12 Responses to “Old Dogs/New Tricks”

  1. 1
    cityslipper (small kitchen garden):

    OK. But have you noticed that the people who know you well seem uneasy or bothered if you don’t behave habitually? As soon as you do something “different,” it seems you end up having to ‘splain yourself to someone. I’ve spent my entire adult life having to explain myself, but I love the variety that comes from embracing change. Good luck with your resolve!

  2. 2
    Forest Keeper:

    I was just recently reading about Palm trees and how they are remarkable at weathering storms because of there flexibility. If we are not flexible we will not be able to stand when the winds change direction.

  3. 3
    kathy Tracey:

    CJ ..what a great article. Gardening does present us with repeated challenges, and so also gets us into the practice of going with the flow and embracing new ways.I think you’ve just presented an argument that gardening makes us all better people,

  4. 4
    CL Fornari:

    CitySlipper, you bring back a good memory. When my youngest son was around 10 I took him out with me on a Sunday afternoon. At one point I stopped at an antique store and he elected to stay in the car and read. I ended up purchasing an old farm kitchen table, and shop’s owner helped me carry it out to my station wagon. As the owner and I were loading the table into the back, my son’s voice drifted up from the front. “Lucy…you got some ‘splainin to do!” Seriously, I’m fortunate – I’m surrounded by supportive family, friends and co-workers who are used to me moving onto “the next big idea.”

  5. 5
    CL Fornari:

    Forest Keeper – I frequently say in my talks, “Blessed are the flexible for they shall never be bent out of shape.”

  6. 6
    CL Fornari:

    Thanks, Kathy! Yes! In most cases gardening does make us better people… and I guess one way it does so is by building those pathways in our brain that cause us to be more accepting of change.

  7. 7

    Hi C.L.
    I must confess- change has not been an easy thing for
    me! But would like to share this thought..
    Doesn’t it seem true, that when you have a natural
    interest in something, it comes easier to us. You tend to
    excel in it no matter what changes come along?! :)

  8. 8

    Good morning C.L.: Teaching an OLD DOG NEW TRICKS has become a way of life with me. I have proven many times in the past couple of years that an OLD DOG can learn new tricks. It is fun, rewarding and enjoyable. I now call it OLD DOG LEARNING NEW TRICKS.

    Have a wonderful day,

  9. 9
    Donna Maness:

    CL – Great Post!! I will take this one to heart and paste it up somewhere where I can read it often.

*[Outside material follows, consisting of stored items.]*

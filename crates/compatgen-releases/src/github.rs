//! GitHub releases listing over HTTPS
//!
//! Issues exactly one blocking GET against the configured endpoint. There is
//! no pagination, retry or caching: the first page of the listing (newest
//! releases first) is what the compatibility matrix is built from.
//!
//! Reference: https://docs.github.com/en/rest/releases/releases#list-releases

use crate::source::{parse_release_tags, FetchError, ReleaseSource};
use compatgen_core::ReleasesConfig;

/// Release source backed by the GitHub REST API
#[derive(Debug, Clone)]
pub struct GitHubReleases {
    url: String,
    user_agent: String,
    token: Option<String>,
}

impl GitHubReleases {
    /// Create a source for `url` with the default user agent and no token
    pub fn new(url: impl Into<String>) -> Self {
        let defaults = ReleasesConfig::default();
        Self {
            url: url.into(),
            user_agent: defaults.user_agent,
            token: None,
        }
    }

    /// Create a source from the `[releases]` config section, picking up the
    /// token from the configured environment variable
    pub fn from_config(config: &ReleasesConfig) -> Self {
        Self {
            url: config.url.clone(),
            user_agent: config.user_agent.clone(),
            token: config.token(),
        }
    }

    /// Authenticate requests with a bearer token
    pub fn with_token(mut self, token: impl Into<String>) -> Self {
        self.token = Some(token.into());
        self
    }

    /// Override the User-Agent header
    pub fn with_user_agent(mut self, user_agent: impl Into<String>) -> Self {
        self.user_agent = user_agent.into();
        self
    }

    pub fn url(&self) -> &str {
        &self.url
    }

    pub fn has_token(&self) -> bool {
        self.token.is_some()
    }
}

impl ReleaseSource for GitHubReleases {
    fn name(&self) -> &'static str {
        "GitHub"
    }

    fn fetch_tags(&self) -> Result<Vec<String>, FetchError> {
        let mut request = ureq::get(&self.url)
            .set("Accept", "application/vnd.github+json")
            .set("User-Agent", &self.user_agent);

        if let Some(token) = &self.token {
            request = request.set("Authorization", &format!("Bearer {}", token));
        }

        tracing::debug!(url = %self.url, authenticated = self.token.is_some(), "requesting releases");

        let response = match request.call() {
            Ok(response) => response,
            Err(ureq::Error::Status(status, _)) => {
                return Err(FetchError::HttpStatus {
                    url: self.url.clone(),
                    status,
                });
            }
            Err(ureq::Error::Transport(transport)) => {
                return Err(FetchError::Network(transport.to_string()));
            }
        };

        let status = response.status();
        if !(200..300).contains(&status) {
            return Err(FetchError::HttpStatus {
                url: self.url.clone(),
                status,
            });
        }

        let body = response
            .into_string()
            .map_err(|e| FetchError::InvalidResponse(e.to_string()))?;

        parse_release_tags(&body)
    }
}

#[cfg(test)]
mod tests {
    use super::*;

    #[test]
    fn builder_settings() {
        let source = GitHubReleases::new("https://api.github.com/repos/cosmos/ibc-go/releases")
            .with_user_agent("ci-matrix")
            .with_token("ghp_example");

        assert_eq!(source.url(), "https://api.github.com/repos/cosmos/ibc-go/releases");
        assert_eq!(source.user_agent, "ci-matrix");
        assert!(source.has_token());
        assert_eq!(source.name(), "GitHub");
    }

    #[test]
    fn from_config_without_token_env() {
        let config = ReleasesConfig {
            token_env: "COMPATGEN_TEST_TOKEN_THAT_IS_NEVER_SET".to_string(),
            ..ReleasesConfig::default()
        };

        let source = GitHubReleases::from_config(&config);
        assert_eq!(source.url(), config.url);
        assert!(!source.has_token());
    }
}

    Belated condolences to Dan and you and the boys.



  10. 10
    CL Fornari:

    Deborah – yes, the more interested we are in a topic the easier it is to learn and be flexible. My particular interest for many years, however, is how all change opens up opportunities. Even the garden teaches this. I’m not particularly interested in the deer that are munching my shrubs right now, and I’d rather not be bothered. Nevertheless, they call me to be flexible, be that in my plant choices, with deer repellants and even in changing my attitude about them. Could it be, for example, that viewing Bambi and Bambi’s mom as an enemy might actually cause them to do more damage? Is it possible to embrace their presence on my property while peacefully asking them to leave particular plants alone?

  11. 11
    CL Fornari:

    Old Dogs, New Tricks R Us, John!

  12. 12
    CL Fornari:

    Thanks, Donna. Hope to see you guys soon.